Equally astounding, my Dad developed the capacity for deep love despite the fact that he was often hurt by others. With money saved from selling newspapers, he bought his mother a washing machine so she no longer had to hand-scrub the clothes. He enrolled in home economics in school (the only boy brave enough to take the class) so he could teach her how to use it. When it was delivered, his father accused him of stealing the money for it and demanded he send it back (which he would not).
My Dad was not perfect. He could be hard on my brother and me in his effort to teach us the sense of responsibility he deemed so important. He could be emotionally distant because he had so few role models of how to be accessible. He could be gone when we wanted him home because, as he always put it, "work before pleasure." Yet, as I reflect on his life, his legacy was in who he was rather than in what he did not do. If it could be said of Arthur Miller's failed salesman, Willy Loman, that there was more to him in the front stoop he built than in any sale he ever made, it could be said of my Dad that there was more to him in his character than in any of the discrete events of his life.
So many parents today worry about giving their kids an upscale home, providing the material possessions they crave, striving to gain their entry to the right schools, supporting them in multiple after-school activities to make them more attractive to the best colleges and pushing them toward the "right," good-paying career. Had his hard-scrabble youth not turned into a hard-struggle adulthood, perhaps my Dad might have done the same. But I doubt it. He had the intuitive sense to know that we needed to take charge of our own lives. He also knew what was most important: not all the things he might do for us but who he was; not all the things we might do to advance ourselves in life but who we were.

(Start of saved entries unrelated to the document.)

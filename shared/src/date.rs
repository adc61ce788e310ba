//! 时间类型模块
//!
//! `Timestamp` 是可序列化的毫秒时间戳，用于上传对象的 key 和会话过期判断。

use chrono::Utc;
use serde::{Deserialize, Serialize};

/// 毫秒时间戳，用于序列化传输和存储
///
/// 内部存储为 `i64`，表示自 Unix 纪元以来的毫秒数
#[derive(Debug, Clone, Copy, PartialEq, Eq, PartialOrd, Ord, Serialize, Deserialize, Default)]
#[serde(transparent)]
pub struct Timestamp(i64);

impl Timestamp {
    /// 创建新的时间戳
    #[inline]
    pub const fn new(ms: i64) -> Self {
        Self(ms)
    }

    /// 由秒级 Unix 时间创建（认证服务返回的 `expires_at` 是秒）
    #[inline]
    pub const fn from_secs(secs: i64) -> Self {
        Self(secs * 1000)
    }

    /// 当前时间
    ///
    /// wasm32 下由 chrono 的 `wasmbind` 特性读取 `Date.now()`。
    pub fn now() -> Self {
        Self(Utc::now().timestamp_millis())
    }

    /// 获取毫秒值
    #[inline]
    pub const fn as_millis(&self) -> i64 {
        self.0
    }
}

#[cfg(test)]
mod tests {
    use super::*;

    #[test]
    fn test_seconds_convert_to_millis() {
        let ts = Timestamp::from_secs(1_700_000_000);
        assert_eq!(ts.as_millis(), 1_700_000_000_000);
    }

    #[test]
    fn test_serializes_as_bare_number() {
        let ts = Timestamp::new(1_500);
        assert_eq!(serde_json::to_string(&ts).unwrap(), "1500");
        assert_eq!(serde_json::from_str::<Timestamp>("1500").unwrap(), ts);
    }
}
//! 登录 / 注册表单流程
//!
//! 注册成功后不自动登录，而是切回登录模式，让用户再走一次登录（两步式引导）。

use async_trait::async_trait;
use leafscan_shared::{Profile, Session};

use crate::error::{AppError, AppResult, ErrorKind};
use crate::session::{AuthProvider, Registration};

/// 用户资料表
#[async_trait(?Send)]
pub trait ProfileStore {
    /// `bearer` 为注册时拿到的令牌；缺失时按当前会话或匿名密钥请求
    async fn insert_profile(&self, profile: &Profile, bearer: Option<&str>) -> AppResult<()>;
}

#[derive(Debug, Clone, Copy, PartialEq, Eq, Default)]
pub enum AuthMode {
    #[default]
    SignIn,
    SignUp,
}

impl AuthMode {
    pub fn toggle(self) -> Self {
        match self {
            AuthMode::SignIn => AuthMode::SignUp,
            AuthMode::SignUp => AuthMode::SignIn,
        }
    }

    /// 提交成功后表单应处于的模式
    pub fn after(self, outcome: &AuthOutcome) -> Self {
        match outcome {
            AuthOutcome::SignedUp { .. } => AuthMode::SignIn,
            AuthOutcome::SignedIn(_) => self,
        }
    }
}

#[derive(Debug, Clone, PartialEq)]
pub enum AuthOutcome {
    SignedUp { user_id: String },
    SignedIn(Session),
}

/// 表单内容
#[derive(Debug, Clone, Default, PartialEq)]
pub struct AuthForm {
    pub mode: AuthMode,
    pub name: String,
    pub email: String,
    pub password: String,
}

impl AuthForm {
    fn check(&self) -> AppResult<()> {
        let missing = self.email.trim().is_empty()
            || self.password.is_empty()
            || (self.mode == AuthMode::SignUp && self.name.trim().is_empty());
        if missing {
            return Err(AppError::new(
                ErrorKind::Validation,
                "Please fill in all fields",
            ));
        }
        Ok(())
    }
}

/// 按表单模式执行注册或登录
///
/// 注册：创建账号，再写入 `{id, name, email}` 资料行；资料写入失败同样视为失败。
/// 注册返回的令牌只随资料写入请求发送，不会成为会话。
/// 登录：建立会话，会话变化由认证服务广播给会话跟踪器。
pub async fn submit_auth<A, P>(
    auth: &A,
    profiles: &P,
    form: &AuthForm,
    redirect_to: Option<&str>,
) -> AppResult<AuthOutcome>
where
    A: AuthProvider + ?Sized,
    P: ProfileStore + ?Sized,
{
    form.check()?;
    let email = form.email.trim();

    match form.mode {
        AuthMode::SignUp => {
            let name = form.name.trim();
            let Registration {
                user_id,
                access_token,
            } = auth
                .sign_up(email, &form.password, name, redirect_to)
                .await
                .map_err(|e| e.in_op("onboarding.sign_up"))?;

            let profile = Profile {
                id: user_id.clone(),
                name: name.to_string(),
                email: email.to_string(),
            };
            profiles
                .insert_profile(&profile, access_token.as_deref())
                .await
                .map_err(|e| e.in_op_with("onboarding.profile", &user_id))?;

            tracing::info!(user_id = %user_id, "account created");
            Ok(AuthOutcome::SignedUp { user_id })
        }
        AuthMode::SignIn => {
            let session = auth
                .sign_in(email, &form.password)
                .await
                .map_err(|e| e.in_op("onboarding.sign_in"))?;
            tracing::info!(user_id = %session.user_id(), "signed in");
            Ok(AuthOutcome::SignedIn(session))
        }
    }
}

#[cfg(test)]
mod tests {
    use super::*;
    use crate::session::{AuthEvent, AuthEventHub, Subscription};
    use leafscan_shared::{Timestamp, User};
    use std::cell::RefCell;

    #[derive(Default)]
    struct Recorder {
        log: RefCell<Vec<String>>,
        profiles: RefCell<Vec<Profile>>,
        fail_profile: bool,
        sign_up_token: Option<String>,
        hub: AuthEventHub,
    }

    #[async_trait(?Send)]
    impl AuthProvider for Recorder {
        async fn sign_up(
            &self,
            email: &str,
            _password: &str,
            name: &str,
            redirect_to: Option<&str>,
        ) -> AppResult<Registration> {
            self.log.borrow_mut().push(format!(
                "sign_up:{}:{}:{}",
                email,
                name,
                redirect_to.unwrap_or("-")
            ));
            Ok(Registration {
                user_id: "u-new".into(),
                access_token: self.sign_up_token.clone(),
            })
        }

        async fn sign_in(&self, email: &str, password: &str) -> AppResult<Session> {
            self.log.borrow_mut().push(format!("sign_in:{}", email));
            if password != "secret" {
                return Err(AppError::auth("Invalid login credentials"));
            }
            Ok(Session {
                access_token: "a".into(),
                refresh_token: "r".into(),
                expires_at: Timestamp::new(0),
                user: User {
                    id: "u-1".into(),
                    email: Some(email.into()),
                },
            })
        }

        async fn sign_out(&self) -> AppResult<()> {
            self.hub.emit(AuthEvent::SignedOut);
            Ok(())
        }

        async fn get_session(&self) -> AppResult<Option<Session>> {
            Ok(None)
        }

        async fn refresh(&self, session: &Session) -> AppResult<Session> {
            Ok(session.clone())
        }

        fn subscribe(&self, on_change: Box<dyn Fn(&AuthEvent)>) -> Subscription {
            self.hub.subscribe(on_change)
        }
    }

    #[async_trait(?Send)]
    impl ProfileStore for Recorder {
        async fn insert_profile(&self, profile: &Profile, bearer: Option<&str>) -> AppResult<()> {
            self.log
                .borrow_mut()
                .push(format!("profile:{}:{}", profile.id, bearer.unwrap_or("anon")));
            if self.fail_profile {
                return Err(AppError::database("duplicate key value"));
            }
            self.profiles.borrow_mut().push(profile.clone());
            Ok(())
        }
    }

    fn form(mode: AuthMode) -> AuthForm {
        AuthForm {
            mode,
            name: " Asha ".into(),
            email: "asha@farm.in".into(),
            password: "secret".into(),
        }
    }

    #[tokio::test]
    async fn test_sign_up_creates_profile_and_returns_to_sign_in() {
        let backend = Recorder::default();
        let outcome = submit_auth(&backend, &backend, &form(AuthMode::SignUp), None)
            .await
            .unwrap();

        assert_eq!(
            outcome,
            AuthOutcome::SignedUp {
                user_id: "u-new".into()
            }
        );
        assert_eq!(AuthMode::SignUp.after(&outcome), AuthMode::SignIn);
        assert_eq!(
            backend.profiles.borrow()[0],
            Profile {
                id: "u-new".into(),
                name: "Asha".into(),
                email: "asha@farm.in".into(),
            }
        );
    }

    #[tokio::test]
    async fn test_sign_up_token_authorizes_profile_insert() {
        let backend = Recorder {
            sign_up_token: Some("t-new".into()),
            ..Default::default()
        };
        submit_auth(
            &backend,
            &backend,
            &form(AuthMode::SignUp),
            Some("https://leafscan.app/auth"),
        )
        .await
        .unwrap();

        assert_eq!(
            *backend.log.borrow(),
            vec![
                "sign_up:asha@farm.in:Asha:https://leafscan.app/auth".to_string(),
                "profile:u-new:t-new".to_string(),
            ]
        );
    }

    #[tokio::test]
    async fn test_unconfirmed_sign_up_inserts_profile_with_anon_key() {
        let backend = Recorder::default();
        submit_auth(&backend, &backend, &form(AuthMode::SignUp), None)
            .await
            .unwrap();
        assert_eq!(backend.log.borrow()[1], "profile:u-new:anon");
    }

    #[tokio::test]
    async fn test_failed_profile_insert_fails_sign_up() {
        let backend = Recorder {
            fail_profile: true,
            ..Default::default()
        };
        let err = submit_auth(&backend, &backend, &form(AuthMode::SignUp), None)
            .await
            .unwrap_err();
        assert_eq!(err.kind, ErrorKind::Database);
        assert_eq!(err.message(), "duplicate key value");
    }

    #[tokio::test]
    async fn test_sign_in_keeps_mode_and_skips_profile() {
        let backend = Recorder::default();
        let outcome = submit_auth(&backend, &backend, &form(AuthMode::SignIn), None)
            .await
            .unwrap();

        assert!(matches!(outcome, AuthOutcome::SignedIn(_)));
        assert_eq!(AuthMode::SignIn.after(&outcome), AuthMode::SignIn);
        assert_eq!(*backend.log.borrow(), vec!["sign_in:asha@farm.in".to_string()]);
    }

    #[tokio::test]
    async fn test_bad_credentials_surface_provider_message() {
        let backend = Recorder::default();
        let mut f = form(AuthMode::SignIn);
        f.password = "wrong".into();
        let err = submit_auth(&backend, &backend, &f, None).await.unwrap_err();
        assert_eq!(err.message(), "Invalid login credentials");
    }

    #[tokio::test]
    async fn test_empty_fields_rejected_without_calls() {
        let backend = Recorder::default();
        let mut f = form(AuthMode::SignUp);
        f.name = "   ".into();
        let err = submit_auth(&backend, &backend, &f, None).await.unwrap_err();
        assert!(err.is_validation());
        assert!(backend.log.borrow().is_empty());
    }

    #[test]
    fn test_toggle_switches_modes() {
        assert_eq!(AuthMode::SignIn.toggle(), AuthMode::SignUp);
        assert_eq!(AuthMode::SignUp.toggle().toggle(), AuthMode::SignUp);
    }
}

We buried my Dad on Valentine's Day. It was a quiet ceremony in the bitter cold of an upstate New York winter. Yet whenever I stand by his grave, I feel overwhelmed by the warmth of his love for me. He did not show it in many of the usual ways -- he was not known for displays of emotion or prone to hugs and kisses. But he showed it in being the best man he could be, and he was the best of men. That was his legacy. That was more than enough. That is a legacy which I can only hope -- and try -- to leave my own children. To the extent I can, I will have honored this man to whom honor was so important.